InterContinental Danang Sun Peninsula Resort Da Nang where Donald Trump Is Staying in Vietnam
President Donald Trump is making his first official visit to Asia this week with stops in Japan, South Korea, China, Vietnam, and the Philippines. The 11-day journey will mark the longest stay in Asia for any president in the last 25 years.
Along the way, Trump will stop to participate in the Asia-Pacific Economic Cooperation (APEC) summit in Vietnam, where he will take part in the Economic Leaders’ Meeting alongside alongside other world leaders including Russian President Vladimir Putin and General Secretary of the Communist Party of China Xi Jinping at the five-star InterContinental Danang Sun Peninsula Resort.
“This is a once-in-a-lifetime chance for us to host such an important and significant event at the resort,” Juan Losada, GM of InterContinental Danang Sun Peninsula Resort, told Conference and Meeting World. “For months, our team has been working hard under the instructions and guidance of the APEC Committee, Danang’s Government and Sungroup management team to make sure everything is perfect.”
While we are sure there will be plenty of hard work and tough discussions at the meeting, there will also be some inevitable monkey business thanks to the resort’s peculiar features.

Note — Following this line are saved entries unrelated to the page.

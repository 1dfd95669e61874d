//! Actions of the sell-tickets wizard.

use super::types::{DetailsForm, EventForm, ImageFile};
use crate::types::{Event, EventId, Listing};

/// Wizard actions
///
/// Past-tense variants are results of remote calls fed back by effects.
#[derive(Clone, Debug)]
pub enum WizardAction {
    // Event selection
    /// Fetch upcoming events for the picker
    LoadEvents,
    /// Catalog fetched
    EventsLoaded(Vec<Event>),
    /// Catalog fetch failed
    EventsFailed(String),
    /// Filter the picker locally
    SetEventSearch(String),
    /// Pick a catalog event
    SelectEvent(EventId),
    /// Open the create-event form
    ShowCreateEventForm,
    /// Close the create-event form
    HideCreateEventForm,
    /// Replace the create-event form contents
    SetEventForm(EventForm),
    /// Validate the form and create the event
    CreateEvent,
    /// Event stored
    EventCreated(Event),
    /// Event could not be stored
    EventCreateFailed(String),

    // Images
    /// Files picked or dropped
    AddImages(Vec<ImageFile>),
    /// One upload finished
    ImageUploaded {
        /// Batch the file belonged to
        batch: u64,
        /// File name as selected
        file_name: String,
        /// Public URL of the stored object
        url: String,
    },
    /// One upload failed
    ImageUploadFailed {
        /// Batch the file belonged to
        batch: u64,
        /// File name as selected
        file_name: String,
        /// Error description, for logs
        error: String,
    },
    /// Drop an uploaded image by position
    RemoveImage(usize),
    /// Abandon uploads in flight
    CancelUploads,

    // Details and navigation
    /// Replace the details form contents
    SetDetails(DetailsForm),
    /// Advance if the current step's guard passes
    NextStep,
    /// Go back one step, without validation
    PreviousStep,

    // Submission
    /// Create the listing (review step only)
    Submit,
    /// Listing stored
    Submitted(Listing),
    /// Listing could not be stored
    SubmitFailed(String),
}
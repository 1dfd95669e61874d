//! Dependencies of the account pages.

use crate::auth::AuthContext;
use crate::notification::Notifier;
use std::sync::Arc;

/// Environment for [`AccountReducer`](super::AccountReducer)
pub struct AccountEnvironment<G> {
    /// Profiles and listings
    pub gateway: Arc<G>,
    /// Toasts
    pub notifier: Arc<dyn Notifier>,
    /// Current user and sign-out
    pub auth: Arc<AuthContext<G>>,
}

impl<G> AccountEnvironment<G> {
    /// Create a new environment
    #[must_use]
    pub fn new(gateway: Arc<G>, notifier: Arc<dyn Notifier>, auth: Arc<AuthContext<G>>) -> Self {
        Self {
            gateway,
            notifier,
            auth,
        }
    }
}

impl<G> Clone for AccountEnvironment<G> {
    fn clone(&self) -> Self {
        Self {
            gateway: Arc::clone(&self.gateway),
            notifier: Arc::clone(&self.notifier),
            auth: Arc::clone(&self.auth),
        }
    }
}
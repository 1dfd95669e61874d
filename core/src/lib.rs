//! # Ticketdock Core
//!
//! Core traits and types shared by every Ticketdock feature.
//!
//! Each screen of the marketplace client (browse, sell, my tickets, profile)
//! is modelled as a small state machine:
//!
//! - **State**: Everything the view layer renders for that feature
//! - **Action**: User intents plus the results of remote calls
//! - **Reducer**: `(State, Action, Environment) → (State, Effects)`
//! - **Effect**: Description of remote work (query, insert, upload)
//! - **Environment**: Data Gateway, notifier, clock, injected via traits
//!
//! Reducers never touch the network. They return effects, the runtime
//! executes them, and whatever the effect resolves to is fed back in as a
//! new action. Failures therefore always come back through the reducer,
//! which decides what the user sees.
//!
//! ## Example
//!
//! ```ignore
//! use ticketdock_core::{effect::Effect, reducer::Reducer, SmallVec, smallvec};
//!
//! impl Reducer for SearchReducer {
//!     type State = SearchState;
//!     type Action = SearchAction;
//!     type Environment = SearchEnvironment;
//!
//!     fn reduce(
//!         &self,
//!         state: &mut SearchState,
//!         action: SearchAction,
//!         env: &SearchEnvironment,
//!     ) -> SmallVec<[Effect<SearchAction>; 4]> {
//!         match action {
//!             SearchAction::Refresh => {
//!                 state.loading = true;
//!                 smallvec![fetch_page(env, state.query())]
//!             }
//!             _ => SmallVec::new(),
//!         }
//!     }
//! }
//! ```

pub use chrono::{DateTime, Utc};
pub use smallvec::{smallvec, SmallVec};

/// Declarative helpers for building effects
pub mod effect_macros;

/// Reducer module - the trait every feature implements
pub mod reducer {
    use super::effect::Effect;
    use smallvec::SmallVec;

    /// The Reducer trait - core abstraction for feature logic
    ///
    /// # Type Parameters
    ///
    /// - `State`: The feature state this reducer operates on
    /// - `Action`: The action type this reducer processes
    /// - `Environment`: The injected dependencies this reducer needs
    ///
    /// Most reducers return zero or one effect, so the effect list is a
    /// `SmallVec` that stays on the stack for up to four entries.
    pub trait Reducer {
        /// The state type this reducer operates on
        type State;

        /// The action type this reducer processes
        type Action;

        /// The environment type with injected dependencies
        type Environment;

        /// Reduce an action into state changes and effects
        ///
        /// This function:
        /// 1. Validates the action against current state
        /// 2. Updates state in place
        /// 3. Returns effect descriptions to be executed
        fn reduce(
            &self,
            state: &mut Self::State,
            action: Self::Action,
            env: &Self::Environment,
        ) -> SmallVec<[Effect<Self::Action>; 4]>;
    }
}

/// Effect module - side effect descriptions
///
/// Effects are values. Returning one from a reducer does nothing until the
/// runtime executes it.
pub mod effect {
    use futures::future::BoxFuture;
    use std::time::Duration;

    /// Effect type - describes a side effect to be executed
    ///
    /// # Type Parameters
    ///
    /// - `Action`: The action type that effects can produce (feedback loop)
    pub enum Effect<Action> {
        /// No-op effect
        None,

        /// Run effects concurrently
        Parallel(Vec<Effect<Action>>),

        /// Run effects one after another
        Sequential(Vec<Effect<Action>>),

        /// Dispatch an action after a delay
        Delay {
            /// How long to wait
            duration: Duration,
            /// Action to dispatch after delay
            action: Box<Action>,
        },

        /// Arbitrary async computation
        ///
        /// Returns `Option<Action>` - if `Some`, the action is fed back into the reducer
        Future(BoxFuture<'static, Option<Action>>),
    }

    impl<Action> std::fmt::Debug for Effect<Action>
    where
        Action: std::fmt::Debug,
    {
        fn fmt(&self, f: &mut std::fmt::Formatter<'_>) -> std::fmt::Result {
            match self {
                Effect::None => write!(f, "Effect::None"),
                Effect::Parallel(effects) => {
                    f.debug_tuple("Effect::Parallel").field(effects).finish()
                },
                Effect::Sequential(effects) => {
                    f.debug_tuple("Effect::Sequential").field(effects).finish()
                },
                Effect::Delay { duration, action } => f
                    .debug_struct("Effect::Delay")
                    .field("duration", duration)
                    .field("action", action)
                    .finish(),
                Effect::Future(_) => write!(f, "Effect::Future(<future>)"),
            }
        }
    }

    impl<Action> Effect<Action> {
        /// Combine effects to run in parallel
        #[must_use]
        pub const fn merge(effects: Vec<Effect<Action>>) -> Effect<Action> {
            Effect::Parallel(effects)
        }

        /// Chain effects to run sequentially
        #[must_use]
        pub const fn chain(effects: Vec<Effect<Action>>) -> Effect<Action> {
            Effect::Sequential(effects)
        }

        /// Whether this effect does nothing when executed
        #[must_use]
        pub fn is_none(&self) -> bool {
            match self {
                Effect::None => true,
                Effect::Parallel(effects) | Effect::Sequential(effects) => {
                    effects.iter().all(Effect::is_none)
                },
                Effect::Delay { .. } | Effect::Future(_) => false,
            }
        }
    }
}

/// Environment module - dependency injection traits shared by all features
pub mod environment {
    use chrono::{DateTime, Utc};

    /// Clock trait - abstracts time operations for testability
    ///
    /// The wizard uses it to decide which events are "upcoming" and to name
    /// uploaded images, so tests inject a fixed clock.
    pub trait Clock: Send + Sync {
        /// Get the current time
        fn now(&self) -> DateTime<Utc>;
    }

    /// System clock backed by `Utc::now()`
    #[derive(Debug, Clone, Copy, Default)]
    pub struct SystemClock;

    impl Clock for SystemClock {
        fn now(&self) -> DateTime<Utc> {
            Utc::now()
        }
    }
}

You see, the InterContinental Danang Sun Peninsula Resort is well known not only for its luxurious amenities but also for its unique decor — including monkey heads mounted on the walls, monkey sculptures, monkey paintings in every room, a banana-themed movie theater, a monkey-themed nightclub called Cheeky Monkey, and even real monkeys swinging from the trees outside the hotel’s windows. And it’s those monkeys, the staff says, that are the real stars of the show.
“These forests are full of monkeys,” Bill Bensley, the U.S.-born resort architect, told Travel + Leisure. “They’re docile, elegant, beautiful animals and they almost never come down from the trees.”
Indeed, all the decor and the hotel itself is an homage to Bensley’s favorite local primate, the douc langur.
“During construction we had to enforce very strict rules for the construction guys not to touch the monkeys, because they’re endangered, but also the natural food for some people in the area,” Bensley said.
The doucs are currently listed on the International Union for the Conservation of Nature Red List of Threatened Species. In total there are fewer than 300 left in the wild. And what makes them so unique, according to Van Hong Hia, a researcher with the Douc Langur Foundation, is just how peaceful these monkeys really are.
“We haven’t recorded any cases of them fighting, even when different families stay and eat at the same place,” he told T+L. “They are so different to other monkeys.”
And as Bensley added, the hotel is more than happy to host anyone, including world dignitaries, as long as they understand that “we are the guests here” in the home of one of the world’s most beautiful, docile, quiet, and endangered species.
Perhaps the world leaders will learn a thing or two from these primates and bring that peace, love, and silent energy to the world stage.